Ron Bianchini: We’re not using Raid on the edge filer. Each individual FXT node is considered the failure domain. So when a disk fails, the node takes itself out of the cluster. And because of our N+1 failover, the system continues to run and does not lose any data. But what you can do, is you can reconfigure the node to rejoin the cluster with one less drive, or to stay out of the cluster, until someone takes a look at it.
“You’re saying AWS I assume that’s S3, correct?”
That’s absolutely correct. We use S3 interface to talk to storage up in AWS. So when I refer to AWS I simply mean the S3 interface to talk to the storage.
“Do all access to core filers need to be via Edge filers?”
That’s mostly true. For cloud core filers, yes we need everything to come through the Edge filer because it’s the Edge filer that converts files into objects. But for NFS mounted core filers, we like to have all the data coming through the Edge filer because that’s when you get both read and write acceleration and you get the best performance. But if you want to allow users to access the core filer behind us, there’s a mode that supports that. It’s called “Write Around Mode” and when you put the Edge filer in “Write Around Mode,” you’re effectively warning us that people will write around us. Then, what we’ll do is periodic checks to make sure that the data in the Edge filer is consistent with what is in the core filer; if not we’ll throw it out and go get the newer version.
“If you use the Avere software, flash mirror etc, can I realize additional cost savings by removing licensed products that do similar functions on the legacy storage arrays?”

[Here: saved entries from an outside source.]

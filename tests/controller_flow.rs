mod support;

use std::path::PathBuf;
use std::time::Instant;

use assert_matches::assert_matches;
use chat_protocol::{ChatMessage, ChatSession, ProtocolUnit, Role, Settings, UsageInfo};
use chatgate::{
    BackendStatus, ControllerConfig, ControllerError, Phase, SessionController, TurnEvent,
};
use pretty_assertions::assert_eq;

use support::HostSpy;

fn controller() -> SessionController {
    SessionController::new(ControllerConfig::default())
}

fn restricted_controller(allowed: &[&str]) -> SessionController {
    SessionController::new(ControllerConfig {
        settings: Settings {
            working_directory: None,
            allowed_tools: allowed.iter().map(ToString::to_string).collect(),
            unrestricted: false,
        },
        ..ControllerConfig::default()
    })
}

#[test]
fn send_message_opens_invocation_with_session_context() {
    let mut controller = controller();
    let mut host = HostSpy::default();

    controller
        .send_message("  explain the build  ", Instant::now(), &mut host)
        .expect("turn should start");

    let request = host.last_request();
    assert_eq!(request.message, "explain the build");
    assert_eq!(Some(request.session_id.clone()), controller.session().id);
    assert_eq!(request.conversation_id, None);
    assert_eq!(request.model, "claude-sonnet-4-5-20250929");
    assert_eq!(request.allowed_tools, None);
    assert_eq!(request.resume, None);

    assert_eq!(controller.phase(), Phase::Streaming { invocation_id: 1 });
    assert_eq!(controller.session().messages.len(), 1);
    assert_eq!(controller.session().messages[0].role, Role::User);
    assert_matches!(
        host.events.last(),
        Some(TurnEvent::TurnStarted { resumption: false, .. })
    );
}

That is absolutely true. We have a number of people who will use us to do the DR functions for FlashMirror, and they’ll stop purchasing that function on the core filer behind us. Another interesting example is CIFS, because depending on what you want to do with AWS you may or may not need CIFS running on the core filer. Because we only do the data requests using NFS, we will convert all the CIFS requests into NFS and then will only talk to the core filer using NFS.
“You can have up to 50 edge filers and 50 core filers, so up to a total of 100 such devices?”
That’s true. So we scale from 2 to 50 Edge devices, and that’s independently scaling from 1 to 50 core filers. So those scale independently, that means you can have a total of 100 of both.
“You kept talking about offload of 50 to 1, what do you mean by offload?”
Ron: Well, offload is very simple. What we mean is, if you count the number of requests coming from the user to the Edge filer, then you count the number of requests going from the Edge filer to the core filer, that’s the offload. So when I say I’m 50 to 1 offload, I mean for 50 IOPS that come in from the users to the Edge filer cluster, 49 times we turn them around locally, meaning nothing happens to the core filer. As a result, only 1 out of 50 needs to perform an IOP that is coming from the user. That’s what we mean by 50 to 1 offload. Out of 50 user requests, 49 times we can service that request locally, while only 1 causes a core filer request.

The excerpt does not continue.